Republicans On Verge Of Taking Control Of US House
Last week’s Courier Herald column; It appears it didn’t post as scheduled. Still…enjoy some post election analysis before we’re actually post election – cbh
There’s a bit of a conundrum when writing for both print and online publications with a filing deadline days before an election. Some readers will get this before the final votes are cast, and some after the votes are counted. Today I’ll attempt to straddle this line and look ahead to “what’s next”.
Unless the entire American polling mechanism is irretrievably broken Speaker Nancy Pelosi will once again retire her gavel as she loses her majority to Republicans. The Senate remains in “toss-up” territory though Real Clear Politics gives the nod toward the GOP.
In the case of a 50-50 tie, Democrats retain control over that body as they have the executive branch for two more years. Even if Democrats outperform and retain the Senate, a Republican led House presents a sea-change to the one-party monopoly that has controlled Washington – and more.
With Democrats in firm control of the Legislative and Executive branches, national media has been able to cast the entire political narrative for the past two years on Democratic terms. Add in an alliance with the largest social media platforms, and Democrats have enjoyed a safe space to deliver their message with very limited and filtered rebuttal for the last two years.
This message is being flatly rejected. Not on the margin, but in totality.
During the 2018 and 2020 elections, National and Atlanta political press focused almost exclusively on white suburban women as swing voters. This week a pre-election poll showed a swing among this group – 20% of the electorate – to favoring Republicans by 15 points. That’s a swing of 27 points just since August.
Democrats and media alike seem to have made a grave mistake in viewing women as a monomythic group of single issue voters. They’re deeply concerned about their schools being shut down longer than necessary during Covid, by rapidly increasing crime rates after efforts to defund the police. They’re watching their home and 401K values fall while spending more and more every week at the grocery store and gas pumps.

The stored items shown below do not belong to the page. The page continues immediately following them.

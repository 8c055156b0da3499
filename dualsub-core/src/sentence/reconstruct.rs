//! Rebuilding complete sentences from time-sliced caption fragments
//!
//! Auto-generated captions are cut by time, so a single entry often holds one
//! or two words and a sentence is spread over many entries. Reconstruction
//! accumulates fragments until the boundary classifier reports a sentence end,
//! then cleans the text and keeps it if it is meaningful.

use super::boundary::BoundaryClassifier;
use super::clean::{clean_sentence, is_meaningful_sentence};
use crate::types::{CaptionFragment, FragmentIndices, ReconstructedSentence};
use serde::{Deserialize, Serialize};

/// Merges fragments into sentences using a [`BoundaryClassifier`]
#[derive(Debug, Clone, Default)]
pub struct SentenceReconstructor {
    classifier: BoundaryClassifier,
}

/// Text accumulated since the last emitted sentence
#[derive(Debug, Default)]
struct SentenceBuffer {
    text: String,
    indices: FragmentIndices,
    start: Option<f64>,
    end: f64,
}

impl SentenceBuffer {
    fn push(&mut self, index: usize, fragment: &str, span: Option<(f64, f64)>, attaching: bool) {
        if !self.text.is_empty() && !self.text.ends_with(' ') && !attaching {
            self.text.push(' ');
        }
        self.text.push_str(fragment);
        self.indices.push(index);

        if let Some((start, end)) = span {
            if self.start.is_none() {
                self.start = Some(start);
                self.end = end;
            } else if end > self.end {
                self.end = end;
            }
        }
    }

    fn is_empty(&self) -> bool {
        self.text.is_empty()
    }

    fn take(&mut self) -> SentenceBuffer {
        std::mem::take(self)
    }
}

impl SentenceReconstructor {
    /// Reconstructor with the default boundary rules
    pub fn new() -> Self {
        Self::default()
    }

    pub fn with_classifier(classifier: BoundaryClassifier) -> Self {
        Self { classifier }
    }

    pub fn classifier(&self) -> &BoundaryClassifier {
        &self.classifier
    }

    /// Sentences as plain strings
    pub fn reconstruct<S: AsRef<str>>(&self, fragments: &[S]) -> Vec<String> {
        self.reconstruct_texts(fragments)
            .into_iter()
            .map(|sentence| sentence.text)
            .collect()
    }

    /// Sentences with source indices but no timing
    pub fn reconstruct_texts<S: AsRef<str>>(&self, fragments: &[S]) -> Vec<ReconstructedSentence> {
        self.run(fragments.iter().map(|fragment| (fragment.as_ref(), None)))
    }

    /// Sentences with source indices and the time span they cover
    pub fn reconstruct_fragments(&self, fragments: &[CaptionFragment]) -> Vec<ReconstructedSentence> {
        self.run(
            fragments
                .iter()
                .map(|fragment| (fragment.text.as_str(), Some((fragment.start, fragment.end)))),
        )
    }

    fn run<'a, I>(&self, fragments: I) -> Vec<ReconstructedSentence>
    where
        I: Iterator<Item = (&'a str, Option<(f64, f64)>)>,
    {
        let tables = self.classifier.tables();
        let mut sentences = Vec::new();
        let mut buffer = SentenceBuffer::default();
        let mut seen = 0usize;

        for (index, (text, span)) in fragments.enumerate() {
            seen += 1;
            let trimmed = text.trim();
            if trimmed.is_empty() {
                continue;
            }

            let attaching = trimmed.chars().next().is_some_and(|ch| tables.is_attaching(ch));
            buffer.push(index, trimmed, span, attaching);

            if self.classifier.is_sentence_end(&buffer.text) {
                emit(&mut sentences, buffer.take());
            }
        }

        // Transcripts often lack trailing punctuation
        if !buffer.is_empty() {
            emit(&mut sentences, buffer.take());
        }

        tracing::debug!(
            fragments = seen,
            sentences = sentences.len(),
            "reconstructed caption sentences"
        );

        sentences
    }
}

fn emit(sentences: &mut Vec<ReconstructedSentence>, buffer: SentenceBuffer) {
    let cleaned = clean_sentence(&buffer.text);
    if !is_meaningful_sentence(&cleaned) {
        tracing::trace!(text = %buffer.text, "dropping sentence without content");
        return;
    }

    sentences.push(ReconstructedSentence {
        id: sentences.len(),
        text: cleaned,
        source_fragment_indices: buffer.indices,
        start: buffer.start.unwrap_or(0.0),
        end: buffer.end,
    });
}

/// Reconstruct with the default boundary rules
pub fn reconstruct_sentences<S: AsRef<str>>(fragments: &[S]) -> Vec<String> {
    SentenceReconstructor::new().reconstruct(fragments)
}

/// How much reconstruction condensed a caption track
#[derive(Debug, Clone, Copy, PartialEq, Serialize, Deserialize)]
pub struct ReconstructionStats {
    pub original_count: usize,
    pub reconstructed_count: usize,
    /// `reconstructed_count / original_count`, two decimals
    pub compression_ratio: f64,
    /// Mean fragment length in characters, two decimals
    pub avg_original_length: f64,
    /// Mean sentence length in characters, two decimals
    pub avg_reconstructed_length: f64,
}

impl ReconstructionStats {
    pub fn compute<A, B>(original: &[A], reconstructed: &[B]) -> Self
    where
        A: AsRef<str>,
        B: AsRef<str>,
    {
        let original_count = original.len();
        let reconstructed_count = reconstructed.len();

        let compression_ratio = if original_count > 0 {
            reconstructed_count as f64 / original_count as f64
        } else {
            0.0
        };

        Self {
            original_count,
            reconstructed_count,
            compression_ratio: round2(compression_ratio),
            avg_original_length: round2(mean_length(original)),
            avg_reconstructed_length: round2(mean_length(reconstructed)),
        }
    }
}

fn mean_length<S: AsRef<str>>(texts: &[S]) -> f64 {
    if texts.is_empty() {
        return 0.0;
    }
    let total: usize = texts.iter().map(|text| text.as_ref().chars().count()).sum();
    total as f64 / texts.len() as f64
}

fn round2(value: f64) -> f64 {
    (value * 100.0).round() / 100.0
}
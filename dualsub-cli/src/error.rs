//! Error handling for the CLI application

use std::fmt;

/// CLI-specific failures
#[derive(Debug)]
pub enum CliError {
    /// File not found or inaccessible
    FileNotFound(String),
    /// Invalid file pattern
    InvalidPattern(String),
    /// Configuration error
    ConfigError(String),
    /// Caption file that is neither a JSON track nor plain text
    InvalidCaptions(String),
}

impl fmt::Display for CliError {
    fn fmt(&self, f: &mut fmt::Formatter<'_>) -> fmt::Result {
        match self {
            CliError::FileNotFound(path) => write!(f, "File not found: {path}"),
            CliError::InvalidPattern(pattern) => write!(f, "Invalid file pattern: {pattern}"),
            CliError::ConfigError(msg) => write!(f, "Configuration error: {msg}"),
            CliError::InvalidCaptions(msg) => write!(f, "Invalid caption file: {msg}"),
        }
    }
}

impl std::error::Error for CliError {}

/// Result type alias for CLI operations
pub type CliResult<T> = Result<T, anyhow::Error>;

I’ve written several times about the brief hours and days in 2020 when Democrats were briefly chastened at the election results. While they won the White House they didn’t get the gains they were hoping for elsewhere. Republicans literally gifted them the Senate two months later, and all of the campaign promises of a “return to normalcy” and “working across the aisle” quickly flipped to “never let a crisis go to waste”, “why won’t Joe Manchin let us kill the filibuster so we can really change everything”, “show us your papers; mask your children”, and “A few trillion here and there of borrowed money thrown into an already supply constrained economy will only make everything better”.
This election has shaped into a complete rejection of the fever dream power grabs of the last two years. It’s not just suburban white women. Republicans are making real gains with Hispanic and African American voters as well. As Democrats now begin to look at what things will be like in 2023, they again are in the bargaining stage.
This is best represented by Emily Oster’s Op-Ed in The Atlantic where she asks for a Covid Amnesty. No repercussions for the horrible decisions made, no blowback for those who used a genuine emergency for political gain. Let’s just move on like none of that ever happened.
For those who own up to bad decisions and come clean with what was going on in a public and transparent manner, grace can and should be extended. For those who nakedly kept schools closed in order to use kids as union bargaining chips there should be a full public examination of actions and motivations. For those who deemed proper questions including peer reviewed medical research be labeled and blocked as “misinformation”, more transparency on these decisions are needed.
There will be Congressional hearings on the Covid response and so many other federal intrusions into our lives over the past two years. My only advice to Republicans on this is to find a prosecutor for each one and yield each member’s time to one individual. Too many hearings are show trials so members can hear their own sound bites. If you truly want to expose root causes of problems, let one person handle the questioning to prove it.
My broader advice, should Republicans take control of Congress, is to focus on the lives of every day Americans. Move away from the scare tactics that feed the “Send us $25 by midnight to stop the liberals” emails. Show you’re capable of governing in a meaningful way.
You’re not going to make the President use his veto pen often. Senator Schumer will see to that. But you will have the opportunity to make your case as to why limited but effective, stable governance works best.
Republicans must remember how quickly public opinion can change. Democrats have squandered their absolute majority in just two years. Republicans should have two years to prove they should be trusted with one, if the presumed new Speaker uses the gavel and bully pulpit wisely.